As has been pointed out elsewhere, you can also opt out by removing the fuse out that powers the OnStar system. If GM or the government ever wants to make this mandatory, then I foresee an arms race very similar to the one we’re seeing now with DRM, including the possibility of legislation which would make “circumventing an effective vehicle disabling mechanism” a federal felony.

anderer gregor October 11, 2007 2:35 PM

  • What happens when police get a hold of this and decide to stop you for speeding?

Speeding? Why should you be able to do speeding any longer? Or, in other words, what would prevent V2.0 from allowing law enforcement officers to impose a maximum speed on your car?

[Warning: May contain traces of cynism.]

Daryll Strauss October 11, 2007 2:36 PM

I’d also wonder how “opt-out” is actually implemented.

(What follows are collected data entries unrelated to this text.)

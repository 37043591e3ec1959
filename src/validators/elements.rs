//! Element declarations
//!
//! An [`ElementSchema`] binds a tag name to its declared kind, its allowed
//! attribute names and the compiled [`Expression`] of its content.

use std::fmt;
use std::str::FromStr;
use std::sync::Arc;

use indexmap::IndexSet;
use serde::{Deserialize, Serialize};

use crate::documents::{tokenize, ChildToken, Node};
use crate::error::Error;

use super::ast::Token;
use super::expressions::{Expression, InsertSide, TieBreak};

/// Declared role of an element
///
/// Kinds do not change validation; they feed the design checker and
/// editors deciding how to present an element.
#[derive(Debug, Clone, Copy, PartialEq, Eq, Hash, Serialize, Deserialize)]
#[serde(rename_all = "kebab-case")]
pub enum ElementKind {
    /// Character data only
    Text,
    /// Child elements only
    Element,
    /// Text mixed with inline elements
    Hybrid,
    /// Out-of-flow note attached to surrounding content
    Annotation,
    /// Element used inside running text
    InlineElement,
    /// Empty marker element
    Anchor,
    /// Structural grouping of other elements
    Container,
    /// Content owned by another schema
    External,
}

impl ElementKind {
    /// All kinds in wire-code order
    pub const ALL: [ElementKind; 8] = [
        ElementKind::Text,
        ElementKind::Element,
        ElementKind::Hybrid,
        ElementKind::Annotation,
        ElementKind::InlineElement,
        ElementKind::Anchor,
        ElementKind::Container,
        ElementKind::External,
    ];

    /// Numeric code used by the compact encoding
    pub fn code(self) -> u8 {
        match self {
            ElementKind::Text => 0,
            ElementKind::Element => 1,
            ElementKind::Hybrid => 2,
            ElementKind::Annotation => 3,
            ElementKind::InlineElement => 4,
            ElementKind::Anchor => 5,
            ElementKind::Container => 6,
            ElementKind::External => 7,
        }
    }

    /// Kind for a compact-encoding code
    pub fn from_code(code: u64) -> Option<Self> {
        Self::ALL.iter().copied().find(|kind| u64::from(kind.code()) == code)
    }

    /// Kind implied by the content model alone
    ///
    /// Text together with elements is hybrid, text alone is text,
    /// anything else is element. The other kinds are only ever declared.
    pub fn infer(expr: &Expression) -> Self {
        let text = expr.is_text_allowed();
        let elements = expr.allowed_tokens().iter().any(|t| !t.is_text());
        match (text, elements) {
            (true, true) => ElementKind::Hybrid,
            (true, false) => ElementKind::Text,
            _ => ElementKind::Element,
        }
    }

    /// Name used in grammars
    pub fn as_str(self) -> &'static str {
        match self {
            ElementKind::Text => "text",
            ElementKind::Element => "element",
            ElementKind::Hybrid => "hybrid",
            ElementKind::Annotation => "annotation",
            ElementKind::InlineElement => "inline-element",
            ElementKind::Anchor => "anchor",
            ElementKind::Container => "container",
            ElementKind::External => "external",
        }
    }
}

impl fmt::Display for ElementKind {
    fn fmt(&self, f: &mut fmt::Formatter<'_>) -> fmt::Result {
        f.write_str(self.as_str())
    }
}

impl FromStr for ElementKind {
    type Err = Error;

    fn from_str(s: &str) -> Result<Self, Self::Err> {
        Self::ALL
            .iter()
            .copied()
            .find(|kind| kind.as_str() == s)
            .ok_or_else(|| Error::Other(format!("Unknown element kind '{}'", s)))
    }
}

/// Compiled declaration of one element
#[derive(Debug, Clone)]
pub struct ElementSchema {
    name: String,
    kind: ElementKind,
    attributes: IndexSet<String>,
    expr: Expression,
}

impl ElementSchema {
    /// Create a declaration
    pub fn new(
        name: impl Into<String>,
        kind: ElementKind,
        attributes: IndexSet<String>,
        expr: Expression,
    ) -> Self {
        Self {
            name: name.into(),
            kind,
            attributes,
            expr,
        }
    }

    /// Use another interleave tie-break (builder style)
    pub fn with_tie_break(mut self, strategy: Arc<dyn TieBreak>) -> Self {
        self.expr = self.expr.with_tie_break(strategy);
        self
    }

    /// Tag name
    pub fn name(&self) -> &str {
        &self.name
    }

    /// Declared or inferred kind
    pub fn kind(&self) -> ElementKind {
        self.kind
    }

    /// Allowed attribute names
    pub fn attributes(&self) -> &IndexSet<String> {
        &self.attributes
    }

    /// Check if an attribute is declared
    pub fn has_attribute(&self, name: &str) -> bool {
        self.attributes.contains(name)
    }

    /// Compiled content expression
    pub fn expression(&self) -> &Expression {
        &self.expr
    }

    /// Check if a child tag (or `#text`) may appear anywhere in the content
    pub fn is_allowed(&self, tag: &str) -> bool {
        self.expr.is_allowed(&Token::from_name(tag))
    }

    /// Check if character data may appear anywhere in the content
    pub fn is_text_allowed(&self) -> bool {
        self.expr.is_text_allowed()
    }

    /// Lowest child index where `tag` can be inserted keeping the content valid
    pub fn find_first_valid_pos(&self, children: &[Node], tag: &str) -> Option<usize> {
        self.find_valid_pos(children, tag, InsertSide::First)
    }

    /// Highest child index where `tag` can be inserted keeping the content valid
    pub fn find_last_valid_pos(&self, children: &[Node], tag: &str) -> Option<usize> {
        self.find_valid_pos(children, tag, InsertSide::Last)
    }

    /// Search over child nodes
    ///
    /// Comments are skipped, as is whitespace-only text when the content
    /// never allows text. A text run split by comments is never split
    /// further. The result is an index into `children`.
    pub fn find_valid_pos(&self, children: &[Node], tag: &str, side: InsertSide) -> Option<usize> {
        let text_allowed = self.is_text_allowed();
        let slots: Vec<ChildToken> = tokenize(children)
            .into_iter()
            .filter(|slot| text_allowed || !slot.blank)
            .collect();
        let tokens: Vec<Token> = slots.iter().map(|slot| slot.token.clone()).collect();

        let pos = self
            .expr
            .find_insert_pos(&tokens, &Token::from_name(tag), side)?;
        Some(match side {
            InsertSide::First if pos == 0 => 0,
            InsertSide::First => slots[pos - 1].last + 1,
            InsertSide::Last if pos == tokens.len() => children.len(),
            InsertSide::Last => slots[pos].index,
        })
    }
}

#[cfg(test)]
mod tests {
    use super::*;
    use crate::documents::Element;
    use crate::limits::Limits;
    use crate::validators::ast::Pattern;
    use crate::validators::compiler::Compiler;
    use indexmap::IndexMap;

    fn expr(pattern: Pattern) -> Expression {
        let defs = IndexMap::new();
        let mut compiler = Compiler::new(&defs, Limits::default());
        Expression::from(compiler.compile_pattern(&pattern).unwrap())
    }

    fn schema(pattern: Pattern) -> ElementSchema {
        let expr = expr(pattern);
        let kind = ElementKind::infer(&expr);
        ElementSchema::new("parent", kind, IndexSet::new(), expr)
    }

    fn el(name: &str) -> Node {
        Node::Element(Element::new(name))
    }

    #[test]
    fn test_kind_codes() {
        for kind in ElementKind::ALL {
            assert_eq!(ElementKind::from_code(u64::from(kind.code())), Some(kind));
            assert_eq!(kind.as_str().parse::<ElementKind>().unwrap(), kind);
        }
        assert_eq!(ElementKind::from_code(8), None);
        assert!("paragraph".parse::<ElementKind>().is_err());
    }

    #[test]
    fn test_kind_inference() {
        let text = Pattern::text();
        let mixed = Pattern::kleene(Pattern::choice(vec![Pattern::text(), Pattern::token("em")]));
        let structured = Pattern::sequence(vec![Pattern::token("h"), Pattern::token("p")]);

        assert_eq!(schema(text).kind(), ElementKind::Text);
        assert_eq!(schema(mixed).kind(), ElementKind::Hybrid);
        assert_eq!(schema(structured).kind(), ElementKind::Element);
        assert_eq!(schema(Pattern::empty()).kind(), ElementKind::Element);
    }

    #[test]
    fn test_is_allowed() {
        let s = schema(Pattern::sequence(vec![
            Pattern::token("title"),
            Pattern::kleene(Pattern::token("para")),
        ]));
        assert!(s.is_allowed("title"));
        assert!(s.is_allowed("para"));
        assert!(!s.is_allowed("list"));
        assert!(!s.is_allowed("#text"));
        assert!(!s.is_text_allowed());
    }

    #[test]
    fn test_find_valid_pos_maps_node_indices() {
        let s = schema(Pattern::sequence(vec![
            Pattern::token("A"),
            Pattern::token("B"),
            Pattern::token("C"),
        ]));
        let children = vec![
            Node::text("\n  "),
            el("A"),
            Node::comment("keep"),
            Node::text("\n  "),
            el("C"),
        ];
        assert_eq!(s.find_first_valid_pos(&children, "B"), Some(2));
        assert_eq!(s.find_last_valid_pos(&children, "B"), Some(4));
        assert_eq!(s.find_first_valid_pos(&children, "D"), None);
    }

    #[test]
    fn test_find_valid_pos_empty_children() {
        let s = schema(Pattern::optional(Pattern::token("A")));
        assert_eq!(s.find_first_valid_pos(&[], "A"), Some(0));
        assert_eq!(s.find_last_valid_pos(&[], "A"), Some(0));
        assert_eq!(s.find_first_valid_pos(&[el("A")], "A"), None);
    }
}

Does that mean the hardware in the car won’t respond to the signal or does that mean OnStar won’t send the signal?

I’d almost bet on the later. In which case you have a whole set of other failure modes.

1) What if OnStar doesn’t process the opt-out correctly?
2) What if a hacker ignores, disables, or changes the OptOut flag?
3) What if police ask OnStar to do it anyway?

It would be less vulnerable if it’s implemented in the car, but even then it could be broken or hacked especially if I have physical access to the car.

am October 11, 2007 2:38 PM

It’s sort of the reverse of the OnStar social engineering hack featured in “Live Free or Die Hard”: Justin Long’s character and John McClane needed to steal a car, so (as I recall) they set off the airbags, waited for OnStar operators to contact them through the system, and then pretended that they needed to get to a nearby hospital right away. The operator complied, remotely started the vehicle, and off they went in their stolen car.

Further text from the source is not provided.